__Material for this task__
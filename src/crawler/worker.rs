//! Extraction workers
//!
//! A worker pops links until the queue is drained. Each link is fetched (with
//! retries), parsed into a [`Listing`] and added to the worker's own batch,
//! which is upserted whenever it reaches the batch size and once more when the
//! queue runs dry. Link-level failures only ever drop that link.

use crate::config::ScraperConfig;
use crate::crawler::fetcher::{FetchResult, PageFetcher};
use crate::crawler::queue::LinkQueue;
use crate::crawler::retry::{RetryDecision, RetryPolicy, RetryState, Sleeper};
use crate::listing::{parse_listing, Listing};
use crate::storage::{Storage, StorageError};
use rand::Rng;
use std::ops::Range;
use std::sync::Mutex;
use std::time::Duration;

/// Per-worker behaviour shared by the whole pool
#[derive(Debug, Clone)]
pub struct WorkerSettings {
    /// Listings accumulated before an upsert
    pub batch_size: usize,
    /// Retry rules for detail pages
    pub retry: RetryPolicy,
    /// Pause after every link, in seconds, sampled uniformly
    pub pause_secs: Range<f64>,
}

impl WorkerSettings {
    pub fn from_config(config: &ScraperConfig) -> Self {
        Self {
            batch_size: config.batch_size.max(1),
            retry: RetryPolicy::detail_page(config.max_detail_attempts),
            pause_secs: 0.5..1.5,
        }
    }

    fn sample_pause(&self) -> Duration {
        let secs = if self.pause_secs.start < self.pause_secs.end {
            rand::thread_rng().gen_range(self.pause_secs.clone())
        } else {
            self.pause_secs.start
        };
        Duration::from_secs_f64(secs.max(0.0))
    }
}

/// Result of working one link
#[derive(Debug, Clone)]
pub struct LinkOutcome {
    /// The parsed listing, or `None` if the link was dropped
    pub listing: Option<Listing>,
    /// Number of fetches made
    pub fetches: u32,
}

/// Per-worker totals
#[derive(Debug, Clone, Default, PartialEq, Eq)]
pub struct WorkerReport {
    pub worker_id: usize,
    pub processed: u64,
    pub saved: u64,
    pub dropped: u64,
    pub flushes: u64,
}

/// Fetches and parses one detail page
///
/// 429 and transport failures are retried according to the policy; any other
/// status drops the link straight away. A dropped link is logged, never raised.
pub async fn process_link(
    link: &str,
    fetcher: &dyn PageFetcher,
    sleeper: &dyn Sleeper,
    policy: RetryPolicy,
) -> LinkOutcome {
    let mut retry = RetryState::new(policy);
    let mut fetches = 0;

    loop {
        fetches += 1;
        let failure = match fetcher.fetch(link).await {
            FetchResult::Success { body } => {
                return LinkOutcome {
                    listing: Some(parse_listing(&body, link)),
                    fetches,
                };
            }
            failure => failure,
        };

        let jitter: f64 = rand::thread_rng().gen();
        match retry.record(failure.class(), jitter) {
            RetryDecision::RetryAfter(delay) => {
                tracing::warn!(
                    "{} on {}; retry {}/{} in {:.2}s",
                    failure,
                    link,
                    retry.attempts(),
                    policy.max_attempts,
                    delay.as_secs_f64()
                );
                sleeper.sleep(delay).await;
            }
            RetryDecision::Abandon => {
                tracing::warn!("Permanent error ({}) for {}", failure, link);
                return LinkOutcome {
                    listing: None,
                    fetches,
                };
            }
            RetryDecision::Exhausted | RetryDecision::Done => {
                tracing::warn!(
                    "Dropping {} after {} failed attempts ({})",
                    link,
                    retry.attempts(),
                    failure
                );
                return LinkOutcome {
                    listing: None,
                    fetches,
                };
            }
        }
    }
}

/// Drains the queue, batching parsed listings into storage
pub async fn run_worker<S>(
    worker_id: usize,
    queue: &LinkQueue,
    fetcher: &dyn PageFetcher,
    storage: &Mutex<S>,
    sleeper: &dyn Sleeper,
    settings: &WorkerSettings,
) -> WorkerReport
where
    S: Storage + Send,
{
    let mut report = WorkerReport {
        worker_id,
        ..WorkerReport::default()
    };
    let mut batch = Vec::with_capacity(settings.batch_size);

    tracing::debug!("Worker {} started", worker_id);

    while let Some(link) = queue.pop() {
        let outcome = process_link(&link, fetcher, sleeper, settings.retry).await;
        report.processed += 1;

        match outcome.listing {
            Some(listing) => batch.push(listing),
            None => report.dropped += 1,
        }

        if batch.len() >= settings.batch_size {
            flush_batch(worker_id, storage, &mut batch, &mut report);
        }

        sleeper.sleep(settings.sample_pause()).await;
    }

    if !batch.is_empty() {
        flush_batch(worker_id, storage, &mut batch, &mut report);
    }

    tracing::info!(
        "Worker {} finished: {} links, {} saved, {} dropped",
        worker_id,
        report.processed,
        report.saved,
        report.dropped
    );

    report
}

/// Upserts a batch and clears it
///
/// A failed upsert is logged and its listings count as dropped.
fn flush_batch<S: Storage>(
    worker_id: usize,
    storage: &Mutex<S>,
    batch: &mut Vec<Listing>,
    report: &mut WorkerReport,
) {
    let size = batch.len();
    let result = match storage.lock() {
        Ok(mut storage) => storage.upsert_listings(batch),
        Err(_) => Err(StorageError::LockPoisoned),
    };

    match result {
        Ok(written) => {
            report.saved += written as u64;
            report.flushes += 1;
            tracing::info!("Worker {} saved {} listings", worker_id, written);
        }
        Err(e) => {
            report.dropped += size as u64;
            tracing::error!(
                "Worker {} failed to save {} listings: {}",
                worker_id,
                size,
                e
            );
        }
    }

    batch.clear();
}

==

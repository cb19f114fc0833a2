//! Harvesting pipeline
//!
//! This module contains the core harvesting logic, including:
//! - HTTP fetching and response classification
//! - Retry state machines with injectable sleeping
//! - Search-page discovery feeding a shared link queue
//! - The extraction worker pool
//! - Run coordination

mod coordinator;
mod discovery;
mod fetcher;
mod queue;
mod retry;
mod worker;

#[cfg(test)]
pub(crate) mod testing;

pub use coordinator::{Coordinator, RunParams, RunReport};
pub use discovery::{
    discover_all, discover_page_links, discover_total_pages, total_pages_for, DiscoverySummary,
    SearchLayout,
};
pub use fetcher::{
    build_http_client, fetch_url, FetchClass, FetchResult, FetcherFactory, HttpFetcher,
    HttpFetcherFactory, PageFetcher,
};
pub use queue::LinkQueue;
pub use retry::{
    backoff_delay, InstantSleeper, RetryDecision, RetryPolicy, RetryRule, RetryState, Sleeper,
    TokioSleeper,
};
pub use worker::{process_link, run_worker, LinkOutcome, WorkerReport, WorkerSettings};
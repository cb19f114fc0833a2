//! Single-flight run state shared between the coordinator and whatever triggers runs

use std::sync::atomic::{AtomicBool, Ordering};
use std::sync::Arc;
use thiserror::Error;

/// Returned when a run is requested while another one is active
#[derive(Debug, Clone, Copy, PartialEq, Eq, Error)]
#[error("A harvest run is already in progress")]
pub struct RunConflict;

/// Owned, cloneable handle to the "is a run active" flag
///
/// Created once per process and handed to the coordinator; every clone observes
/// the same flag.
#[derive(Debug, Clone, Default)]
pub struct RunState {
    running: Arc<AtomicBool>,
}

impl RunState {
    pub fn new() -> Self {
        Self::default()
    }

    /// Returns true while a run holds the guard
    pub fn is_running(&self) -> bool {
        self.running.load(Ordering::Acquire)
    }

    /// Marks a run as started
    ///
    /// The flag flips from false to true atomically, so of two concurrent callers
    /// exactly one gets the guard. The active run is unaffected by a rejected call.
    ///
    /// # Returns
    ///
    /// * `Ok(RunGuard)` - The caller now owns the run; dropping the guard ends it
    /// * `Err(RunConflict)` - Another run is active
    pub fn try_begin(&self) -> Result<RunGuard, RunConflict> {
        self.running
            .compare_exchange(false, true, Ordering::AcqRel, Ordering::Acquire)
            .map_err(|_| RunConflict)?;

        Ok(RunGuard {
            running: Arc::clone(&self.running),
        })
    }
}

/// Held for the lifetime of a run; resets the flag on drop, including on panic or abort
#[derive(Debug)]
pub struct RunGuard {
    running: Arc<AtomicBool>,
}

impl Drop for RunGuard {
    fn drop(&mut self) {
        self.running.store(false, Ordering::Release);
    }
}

...

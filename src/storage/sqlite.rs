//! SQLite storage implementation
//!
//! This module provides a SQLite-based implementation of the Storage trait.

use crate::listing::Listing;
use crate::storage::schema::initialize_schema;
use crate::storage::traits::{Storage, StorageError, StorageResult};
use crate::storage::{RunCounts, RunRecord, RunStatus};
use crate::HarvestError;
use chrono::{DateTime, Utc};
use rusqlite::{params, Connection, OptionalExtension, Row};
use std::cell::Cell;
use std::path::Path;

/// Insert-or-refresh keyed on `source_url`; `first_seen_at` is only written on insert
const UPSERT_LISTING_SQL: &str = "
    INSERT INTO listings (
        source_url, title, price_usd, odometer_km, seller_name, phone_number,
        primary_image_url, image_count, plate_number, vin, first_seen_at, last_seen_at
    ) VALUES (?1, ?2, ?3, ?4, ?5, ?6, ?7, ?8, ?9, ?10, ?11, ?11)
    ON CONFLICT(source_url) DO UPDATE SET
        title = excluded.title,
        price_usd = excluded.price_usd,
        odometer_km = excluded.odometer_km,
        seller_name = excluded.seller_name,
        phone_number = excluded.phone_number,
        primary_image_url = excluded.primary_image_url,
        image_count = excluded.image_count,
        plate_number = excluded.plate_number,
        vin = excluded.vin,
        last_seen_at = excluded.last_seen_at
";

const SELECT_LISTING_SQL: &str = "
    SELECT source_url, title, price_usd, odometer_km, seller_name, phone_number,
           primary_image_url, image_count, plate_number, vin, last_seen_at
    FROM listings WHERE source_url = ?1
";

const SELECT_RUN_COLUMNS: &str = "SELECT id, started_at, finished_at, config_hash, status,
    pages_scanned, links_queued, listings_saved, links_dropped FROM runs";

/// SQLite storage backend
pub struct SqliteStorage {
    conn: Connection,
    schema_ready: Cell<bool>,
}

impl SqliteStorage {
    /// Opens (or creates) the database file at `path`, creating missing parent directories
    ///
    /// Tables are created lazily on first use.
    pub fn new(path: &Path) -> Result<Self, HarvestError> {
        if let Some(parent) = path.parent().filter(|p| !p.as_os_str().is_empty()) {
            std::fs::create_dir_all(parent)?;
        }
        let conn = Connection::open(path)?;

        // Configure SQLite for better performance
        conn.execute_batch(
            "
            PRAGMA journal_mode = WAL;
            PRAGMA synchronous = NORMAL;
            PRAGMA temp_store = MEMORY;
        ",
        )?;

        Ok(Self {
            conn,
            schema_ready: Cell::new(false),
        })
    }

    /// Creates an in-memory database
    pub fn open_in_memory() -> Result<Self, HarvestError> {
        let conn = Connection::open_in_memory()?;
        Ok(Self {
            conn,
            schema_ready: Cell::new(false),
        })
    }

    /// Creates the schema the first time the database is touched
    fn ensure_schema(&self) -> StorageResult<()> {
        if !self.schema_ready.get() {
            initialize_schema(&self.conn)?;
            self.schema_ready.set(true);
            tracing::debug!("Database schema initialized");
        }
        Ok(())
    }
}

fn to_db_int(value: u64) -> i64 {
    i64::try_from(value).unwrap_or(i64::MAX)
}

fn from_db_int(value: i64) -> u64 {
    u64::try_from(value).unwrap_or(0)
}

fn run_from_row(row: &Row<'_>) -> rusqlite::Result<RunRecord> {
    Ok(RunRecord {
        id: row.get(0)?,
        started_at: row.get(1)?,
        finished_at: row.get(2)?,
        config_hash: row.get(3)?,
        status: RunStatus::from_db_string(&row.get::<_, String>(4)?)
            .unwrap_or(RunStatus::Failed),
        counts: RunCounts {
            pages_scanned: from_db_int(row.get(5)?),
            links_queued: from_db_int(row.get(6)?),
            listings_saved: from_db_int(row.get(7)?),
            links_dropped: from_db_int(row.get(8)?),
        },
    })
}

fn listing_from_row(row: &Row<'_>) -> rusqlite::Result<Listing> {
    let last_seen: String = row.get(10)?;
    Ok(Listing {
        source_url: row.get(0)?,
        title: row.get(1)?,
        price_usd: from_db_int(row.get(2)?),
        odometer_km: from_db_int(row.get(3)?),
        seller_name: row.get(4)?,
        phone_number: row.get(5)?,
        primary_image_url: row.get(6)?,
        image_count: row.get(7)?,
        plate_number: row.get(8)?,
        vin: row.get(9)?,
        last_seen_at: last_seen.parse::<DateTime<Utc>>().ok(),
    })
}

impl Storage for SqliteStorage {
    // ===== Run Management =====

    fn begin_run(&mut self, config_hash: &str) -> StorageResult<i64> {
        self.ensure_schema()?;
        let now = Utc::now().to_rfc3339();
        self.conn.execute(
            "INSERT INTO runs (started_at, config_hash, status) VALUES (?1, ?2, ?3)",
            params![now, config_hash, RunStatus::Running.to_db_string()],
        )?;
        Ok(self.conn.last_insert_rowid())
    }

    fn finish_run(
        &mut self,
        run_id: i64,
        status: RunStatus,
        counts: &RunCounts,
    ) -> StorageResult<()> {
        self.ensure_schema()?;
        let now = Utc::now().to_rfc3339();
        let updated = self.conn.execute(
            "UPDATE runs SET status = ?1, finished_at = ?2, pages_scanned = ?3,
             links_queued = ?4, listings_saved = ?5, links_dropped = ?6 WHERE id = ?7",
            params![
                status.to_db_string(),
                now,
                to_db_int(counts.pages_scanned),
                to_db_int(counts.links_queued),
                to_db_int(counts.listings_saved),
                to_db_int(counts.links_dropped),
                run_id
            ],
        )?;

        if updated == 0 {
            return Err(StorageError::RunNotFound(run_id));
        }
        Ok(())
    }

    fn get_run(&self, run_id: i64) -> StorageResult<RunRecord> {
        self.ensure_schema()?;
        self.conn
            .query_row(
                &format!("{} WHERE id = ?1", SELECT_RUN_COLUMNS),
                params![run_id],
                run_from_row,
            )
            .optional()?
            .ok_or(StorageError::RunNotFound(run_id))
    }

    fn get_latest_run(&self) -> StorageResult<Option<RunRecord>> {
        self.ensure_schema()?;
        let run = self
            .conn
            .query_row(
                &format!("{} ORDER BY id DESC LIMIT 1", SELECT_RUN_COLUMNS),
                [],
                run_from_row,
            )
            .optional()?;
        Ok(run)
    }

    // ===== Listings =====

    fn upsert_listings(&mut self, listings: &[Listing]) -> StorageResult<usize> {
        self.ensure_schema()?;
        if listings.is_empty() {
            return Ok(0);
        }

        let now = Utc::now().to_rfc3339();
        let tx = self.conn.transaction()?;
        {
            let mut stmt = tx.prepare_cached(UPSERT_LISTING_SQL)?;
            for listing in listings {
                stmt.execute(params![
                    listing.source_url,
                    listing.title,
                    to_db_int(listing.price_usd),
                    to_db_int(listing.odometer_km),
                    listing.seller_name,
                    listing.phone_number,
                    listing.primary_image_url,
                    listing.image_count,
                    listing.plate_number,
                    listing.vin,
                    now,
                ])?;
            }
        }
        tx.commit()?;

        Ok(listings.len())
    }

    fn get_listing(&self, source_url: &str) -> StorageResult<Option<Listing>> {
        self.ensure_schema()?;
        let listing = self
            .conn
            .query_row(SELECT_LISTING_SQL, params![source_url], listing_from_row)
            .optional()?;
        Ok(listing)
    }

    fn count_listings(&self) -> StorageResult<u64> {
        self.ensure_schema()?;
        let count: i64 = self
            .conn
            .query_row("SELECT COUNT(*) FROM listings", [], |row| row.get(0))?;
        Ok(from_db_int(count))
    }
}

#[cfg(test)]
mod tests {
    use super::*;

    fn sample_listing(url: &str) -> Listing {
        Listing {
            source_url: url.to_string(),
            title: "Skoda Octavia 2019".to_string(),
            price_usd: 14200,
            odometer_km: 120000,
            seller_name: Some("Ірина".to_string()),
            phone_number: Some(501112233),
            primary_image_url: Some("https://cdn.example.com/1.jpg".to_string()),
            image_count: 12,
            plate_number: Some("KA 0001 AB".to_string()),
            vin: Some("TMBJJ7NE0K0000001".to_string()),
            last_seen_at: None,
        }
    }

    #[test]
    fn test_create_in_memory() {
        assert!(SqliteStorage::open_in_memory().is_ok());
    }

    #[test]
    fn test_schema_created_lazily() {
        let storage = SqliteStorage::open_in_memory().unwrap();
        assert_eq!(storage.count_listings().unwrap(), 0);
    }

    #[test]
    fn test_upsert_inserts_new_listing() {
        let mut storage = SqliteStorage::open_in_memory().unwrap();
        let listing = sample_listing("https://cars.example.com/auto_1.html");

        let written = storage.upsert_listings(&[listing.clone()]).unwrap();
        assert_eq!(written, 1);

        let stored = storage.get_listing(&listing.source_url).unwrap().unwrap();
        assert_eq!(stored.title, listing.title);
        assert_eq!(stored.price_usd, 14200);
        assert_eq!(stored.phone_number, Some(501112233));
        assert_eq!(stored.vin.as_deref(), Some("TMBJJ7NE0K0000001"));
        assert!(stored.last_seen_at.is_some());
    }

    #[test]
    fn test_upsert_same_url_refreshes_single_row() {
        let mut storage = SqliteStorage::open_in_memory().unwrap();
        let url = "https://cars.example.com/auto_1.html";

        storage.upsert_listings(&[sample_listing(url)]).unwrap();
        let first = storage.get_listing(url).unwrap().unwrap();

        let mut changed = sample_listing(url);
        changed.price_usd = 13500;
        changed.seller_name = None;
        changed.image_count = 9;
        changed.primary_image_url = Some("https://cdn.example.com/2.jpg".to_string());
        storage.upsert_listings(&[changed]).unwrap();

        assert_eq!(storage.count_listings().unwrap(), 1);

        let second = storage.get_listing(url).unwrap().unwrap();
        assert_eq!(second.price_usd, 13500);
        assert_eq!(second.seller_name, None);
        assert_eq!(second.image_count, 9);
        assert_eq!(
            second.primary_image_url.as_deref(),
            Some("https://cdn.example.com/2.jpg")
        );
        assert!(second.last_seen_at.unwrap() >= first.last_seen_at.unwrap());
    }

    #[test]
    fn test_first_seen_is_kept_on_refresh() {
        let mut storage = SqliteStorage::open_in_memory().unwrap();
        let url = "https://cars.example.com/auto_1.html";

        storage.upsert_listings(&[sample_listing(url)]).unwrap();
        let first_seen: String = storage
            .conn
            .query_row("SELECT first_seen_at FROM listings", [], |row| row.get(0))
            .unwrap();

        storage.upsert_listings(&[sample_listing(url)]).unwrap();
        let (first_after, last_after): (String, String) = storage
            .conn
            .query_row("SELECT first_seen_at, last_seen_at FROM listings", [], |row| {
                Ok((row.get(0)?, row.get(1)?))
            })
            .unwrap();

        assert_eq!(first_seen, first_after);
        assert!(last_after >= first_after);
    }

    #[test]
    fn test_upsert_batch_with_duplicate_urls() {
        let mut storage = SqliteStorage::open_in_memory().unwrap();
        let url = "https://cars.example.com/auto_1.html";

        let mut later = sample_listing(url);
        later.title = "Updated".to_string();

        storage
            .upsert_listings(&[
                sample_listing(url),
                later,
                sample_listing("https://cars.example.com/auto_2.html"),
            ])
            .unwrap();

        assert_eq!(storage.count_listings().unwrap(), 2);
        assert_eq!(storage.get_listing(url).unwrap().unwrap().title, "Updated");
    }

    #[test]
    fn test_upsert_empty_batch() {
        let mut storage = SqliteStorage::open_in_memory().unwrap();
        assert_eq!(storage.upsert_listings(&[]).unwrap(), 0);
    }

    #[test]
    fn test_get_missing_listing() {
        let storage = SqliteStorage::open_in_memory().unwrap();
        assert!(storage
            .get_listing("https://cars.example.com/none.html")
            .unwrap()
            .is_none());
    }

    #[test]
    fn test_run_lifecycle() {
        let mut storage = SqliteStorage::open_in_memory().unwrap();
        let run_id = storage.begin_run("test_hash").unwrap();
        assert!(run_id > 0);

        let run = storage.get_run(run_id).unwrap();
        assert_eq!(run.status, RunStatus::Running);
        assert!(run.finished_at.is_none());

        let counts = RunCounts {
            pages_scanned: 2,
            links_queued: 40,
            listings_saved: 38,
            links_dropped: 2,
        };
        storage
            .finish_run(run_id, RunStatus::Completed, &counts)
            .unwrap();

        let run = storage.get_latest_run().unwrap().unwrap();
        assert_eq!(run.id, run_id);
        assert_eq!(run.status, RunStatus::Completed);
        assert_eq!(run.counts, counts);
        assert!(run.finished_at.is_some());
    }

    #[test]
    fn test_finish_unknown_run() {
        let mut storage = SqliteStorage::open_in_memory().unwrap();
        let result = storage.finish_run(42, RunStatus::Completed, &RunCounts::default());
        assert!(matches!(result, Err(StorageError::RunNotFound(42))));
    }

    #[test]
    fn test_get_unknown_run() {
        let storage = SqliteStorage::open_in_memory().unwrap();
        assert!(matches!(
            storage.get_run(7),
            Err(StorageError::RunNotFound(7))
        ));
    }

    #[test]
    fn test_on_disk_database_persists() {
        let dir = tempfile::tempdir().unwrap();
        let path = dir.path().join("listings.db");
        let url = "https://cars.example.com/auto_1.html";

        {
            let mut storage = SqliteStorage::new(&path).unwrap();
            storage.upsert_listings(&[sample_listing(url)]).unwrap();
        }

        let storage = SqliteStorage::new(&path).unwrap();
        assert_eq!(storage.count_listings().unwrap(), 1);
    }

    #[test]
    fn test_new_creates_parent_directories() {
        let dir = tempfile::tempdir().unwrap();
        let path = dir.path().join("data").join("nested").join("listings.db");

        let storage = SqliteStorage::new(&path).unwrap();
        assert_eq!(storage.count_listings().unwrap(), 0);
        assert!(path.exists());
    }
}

__Instructions for the task__
Each line above that contains "StorageResult" must be copied out.

__The completed task__
use crate::storage::traits::{Storage, StorageError, StorageResult};
    fn ensure_schema(&self) -> StorageResult<()> {
    fn begin_run(&mut self, config_hash: &str) -> StorageResult<i64> {
    ) -> StorageResult<()> {
    fn get_run(&self, run_id: i64) -> StorageResult<RunRecord> {
    fn get_latest_run(&self) -> StorageResult<Option<RunRecord>> {
    fn upsert_listings(&mut self, listings: &[Listing]) -> StorageResult<usize> {
    fn get_listing(&self, source_url: &str) -> StorageResult<Option<Listing>> {
    fn count_listings(&self) -> StorageResult<u64> {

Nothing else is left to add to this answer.